GIVEN RECORDS:
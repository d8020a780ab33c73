//! DeliveryEngine - the caller-facing surface of the resolution core.
//!
//! Configure once (`&mut self`), then share across threads and resolve
//! (`&self`) any number of independent graphs concurrently.
//!
//! ```ignore
//! let mut engine = DeliveryEngine::new();
//! engine.register::<Article>()?;
//! engine.set_content_link_resolver(|link| format!("/{}", link.url_slug));
//!
//! let graph = engine.resolve_graph(&response.into_graph())?;
//! let article: Article = engine.cast_root(&graph)?.unwrap();
//! ```

use serde_json::Value;
use std::sync::Arc;
use tracing::debug;

use crate::config::ResolverConfig;
use crate::error::Result;
use crate::model::{ContentGraph, ContentItem, Element, Link};
use crate::projection::{ContentShape, DynamicItem, Projector};
use crate::registry::TypeRegistry;
use crate::rich_text::template::TemplateResolver;
use crate::rich_text::{DefaultInlinePolicy, RichTextResolver};

/// Type registry plus rich-text resolution settings.
#[derive(Default)]
pub struct DeliveryEngine {
    registry: TypeRegistry,
    rich_text: RichTextResolver,
}

impl std::fmt::Debug for DeliveryEngine {
    fn fmt(&self, f: &mut std::fmt::Formatter<'_>) -> std::fmt::Result {
        f.debug_struct("DeliveryEngine")
            .field("registry", &self.registry)
            .finish_non_exhaustive()
    }
}

impl DeliveryEngine {
    pub fn new() -> Self {
        Self::default()
    }

    /// Engine with the policy, templates and model variables of `config`.
    pub fn from_config(config: &ResolverConfig) -> Result<Self> {
        let mut engine = Self::new();
        engine.set_default_inline_policy(config.default_inline_resolver);
        for (name, value) in &config.model_variables {
            engine.set_model_variable(name.clone(), value.clone());
        }
        if config.has_templates() {
            let resolver = config.template_resolver()?;
            debug!(
                templates = resolver.content_types().count(),
                "Loaded inline templates"
            );
            engine.add_template_resolver(resolver);
        }
        Ok(engine)
    }

    pub fn registry(&self) -> &TypeRegistry {
        &self.registry
    }

    pub fn registry_mut(&mut self) -> &mut TypeRegistry {
        &mut self.registry
    }

    pub fn rich_text(&self) -> &RichTextResolver {
        &self.rich_text
    }

    // ========================================================================
    // CONFIGURATION
    // ========================================================================

    pub fn register_type<T: ContentShape>(&mut self, tag: impl Into<String>) {
        self.registry.register_type::<T>(tag);
    }

    pub fn register<T: ContentShape>(&mut self) -> Result<()> {
        self.registry.register::<T>()
    }

    pub fn register_inline_resolver<T, F>(&mut self, resolver: F)
    where
        T: ContentShape,
        F: Fn(&T) -> String + Send + Sync + 'static,
    {
        self.registry.register_inline_resolver::<T, F>(resolver);
    }

    pub fn register_default_inline_resolver<F>(&mut self, resolver: F)
    where
        F: Fn(&ContentItem) -> String + Send + Sync + 'static,
    {
        self.registry.register_default_inline_resolver(resolver);
    }

    pub fn set_content_link_resolver<F>(&mut self, resolver: F)
    where
        F: Fn(&Link) -> String + Send + Sync + 'static,
    {
        self.rich_text.links_mut().content = Some(Arc::new(resolver));
    }

    pub fn set_broken_link_resolver<F>(&mut self, resolver: F)
    where
        F: Fn() -> String + Send + Sync + 'static,
    {
        self.rich_text.links_mut().broken = Some(Arc::new(resolver));
    }

    /// Append a post-processing step. Steps run in registration order.
    pub fn add_text_resolver<F>(&mut self, resolver: F)
    where
        F: Fn(String) -> String + Send + Sync + 'static,
    {
        self.rich_text.add_text_resolver(Arc::new(resolver));
    }

    pub fn add_template_resolver(&mut self, resolver: impl TemplateResolver + 'static) {
        self.rich_text.add_template_resolver(Box::new(resolver));
    }

    pub fn set_model_variable(&mut self, name: impl Into<String>, value: Value) {
        self.rich_text.set_model_variable(name, value);
    }

    pub fn set_default_inline_policy(&mut self, policy: DefaultInlinePolicy) {
        self.rich_text.set_default_policy(policy);
    }

    // ========================================================================
    // PROJECTION
    // ========================================================================

    pub fn projector(&self) -> Projector<'_> {
        Projector::new(&self.registry)
    }

    /// Convert one item of `graph` into shape `T`. Root items see the whole
    /// closure; a linked item sees the closure without itself.
    pub fn convert<T: ContentShape>(&self, graph: &ContentGraph, item: &ContentItem) -> Result<T> {
        let view = graph.closure().without(item.codename());
        self.projector().convert::<T>(item, &view)
    }

    /// Convert one item of `graph` by content-type dispatch.
    pub fn convert_dynamic(&self, graph: &ContentGraph, item: &ContentItem) -> Result<DynamicItem> {
        let view = graph.closure().without(item.codename());
        self.projector().convert_dynamic(item, &view)
    }

    /// Convert the first root item. `None` for an empty listing.
    pub fn cast_root<T: ContentShape>(&self, graph: &ContentGraph) -> Result<Option<T>> {
        graph
            .root()
            .map(|item| self.convert::<T>(graph, item))
            .transpose()
    }

    /// Convert every root item.
    pub fn cast_items<T: ContentShape>(&self, graph: &ContentGraph) -> Result<Vec<T>> {
        graph
            .roots()
            .iter()
            .map(|item| self.convert::<T>(graph, item))
            .collect()
    }

    // ========================================================================
    // RICH TEXT
    // ========================================================================

    /// Fully resolve one element of `graph`. `None` when it is not rich text.
    pub fn resolve_rich_text(&self, graph: &ContentGraph, element: &Element) -> Result<Option<String>> {
        self.rich_text.resolve(&self.registry, graph, element)
    }

    /// Copy of `item` with its rich-text elements resolved.
    pub fn resolve_item(&self, graph: &ContentGraph, item: &ContentItem) -> Result<ContentItem> {
        self.rich_text.resolve_item(&self.registry, graph, item)
    }

    /// Copy of `graph` whose root items have their rich text resolved. The
    /// closure is left as decoded.
    pub fn resolve_graph(&self, graph: &ContentGraph) -> Result<ContentGraph> {
        let roots = graph
            .roots()
            .iter()
            .map(|item| self.resolve_item(graph, item))
            .collect::<Result<Vec<_>>>()?;
        Ok(graph.with_roots(roots))
    }
}

#[cfg(test)]
mod tests {
    use super::*;

    fn assert_send_sync<T: Send + Sync>() {}

    #[test]
    fn test_engine_is_send_sync() {
        assert_send_sync::<DeliveryEngine>();
    }

    #[test]
    fn test_from_config_applies_policy() {
        let config = ResolverConfig::from_yaml_str("default_inline_resolver: preserve_marker").unwrap();
        let engine = DeliveryEngine::from_config(&config).unwrap();
        assert_eq!(
            engine.rich_text().default_policy(),
            DefaultInlinePolicy::PreserveMarker
        );
    }
}
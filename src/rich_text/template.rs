//! Template-based rendering of embedded items.
//!
//! When no inline resolver is registered for an embedded item's shape, the
//! resolver builds a [`TemplateModel`] and asks each configured
//! [`TemplateResolver`] in turn whether it supports it. The first that does
//! renders the item.

use handlebars::Handlebars;
use serde_json::{Map, Value};
use std::collections::BTreeSet;
use std::path::Path;
use tracing::debug;

use crate::error::{DeliveryError, Result};
use crate::model::ContentItem;
use crate::projection::DynamicItem;

/// Everything a template resolver sees of one embedded item.
#[derive(Debug)]
pub struct TemplateModel {
    /// The embedded item, with its own links already resolved.
    pub item: ContentItem,
    /// The item converted by content-type dispatch.
    pub projection: DynamicItem,
    /// Variables: `parent` (the rich-text element being resolved) plus any
    /// configured defaults.
    pub variables: Map<String, Value>,
}

impl TemplateModel {
    pub fn content_type(&self) -> &str {
        self.item.content_type()
    }

    pub fn variable(&self, name: &str) -> Option<&Value> {
        self.variables.get(name)
    }
}

/// Renders embedded items from a [`TemplateModel`].
pub trait TemplateResolver: Send + Sync {
    fn supports(&self, model: &TemplateModel) -> bool;

    fn resolve(&self, model: &TemplateModel) -> Result<String>;
}

/// Handlebars templates keyed by content type.
///
/// Templates render against `{ "model": <item as flat JSON>, ..variables }`.
pub struct HandlebarsTemplateResolver {
    handlebars: Handlebars<'static>,
    content_types: BTreeSet<String>,
}

impl HandlebarsTemplateResolver {
    pub fn new() -> Self {
        Self {
            handlebars: Handlebars::new(),
            content_types: BTreeSet::new(),
        }
    }

    /// Register (or replace) the template for `content_type`.
    pub fn register_template(&mut self, content_type: &str, source: &str) -> Result<()> {
        self.handlebars
            .register_template_string(content_type, source)
            .map_err(|e| DeliveryError::Template {
                content_type: content_type.to_string(),
                message: e.to_string(),
            })?;
        debug!(content_type, "Registered inline template");
        self.content_types.insert(content_type.to_string());
        Ok(())
    }

    /// Register every `*.hbs` file in `dir`, keyed by file stem.
    pub fn register_template_dir(&mut self, dir: &Path) -> Result<usize> {
        let mut count = 0;
        for entry in std::fs::read_dir(dir)? {
            let path = entry?.path();
            if path.extension().and_then(|e| e.to_str()) != Some("hbs") {
                continue;
            }
            let Some(content_type) = path.file_stem().and_then(|s| s.to_str()) else {
                continue;
            };
            let source = std::fs::read_to_string(&path)?;
            self.register_template(content_type, &source)?;
            count += 1;
        }
        Ok(count)
    }

    pub fn has_template(&self, content_type: &str) -> bool {
        self.content_types.contains(content_type)
    }

    pub fn content_types(&self) -> impl Iterator<Item = &str> {
        self.content_types.iter().map(String::as_str)
    }
}

impl Default for HandlebarsTemplateResolver {
    fn default() -> Self {
        Self::new()
    }
}

impl TemplateResolver for HandlebarsTemplateResolver {
    fn supports(&self, model: &TemplateModel) -> bool {
        self.has_template(model.content_type())
    }

    fn resolve(&self, model: &TemplateModel) -> Result<String> {
        let mut data = model.variables.clone();
        data.insert("model".to_string(), model.item.to_template_value());
        self.handlebars
            .render(model.content_type(), &Value::Object(data))
            .map_err(|e| DeliveryError::Template {
                content_type: model.content_type().to_string(),
                message: e.to_string(),
            })
    }
}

AIM OF THE EXERCISE: Gather up the lines containing the word "source" from these records and copy them.

EXERCISE SOLUTION:
    pub fn register_template(&mut self, content_type: &str, source: &str) -> Result<()> {
            .register_template_string(content_type, source)
            let source = std::fs::read_to_string(&path)?;
            self.register_template(content_type, &source)?;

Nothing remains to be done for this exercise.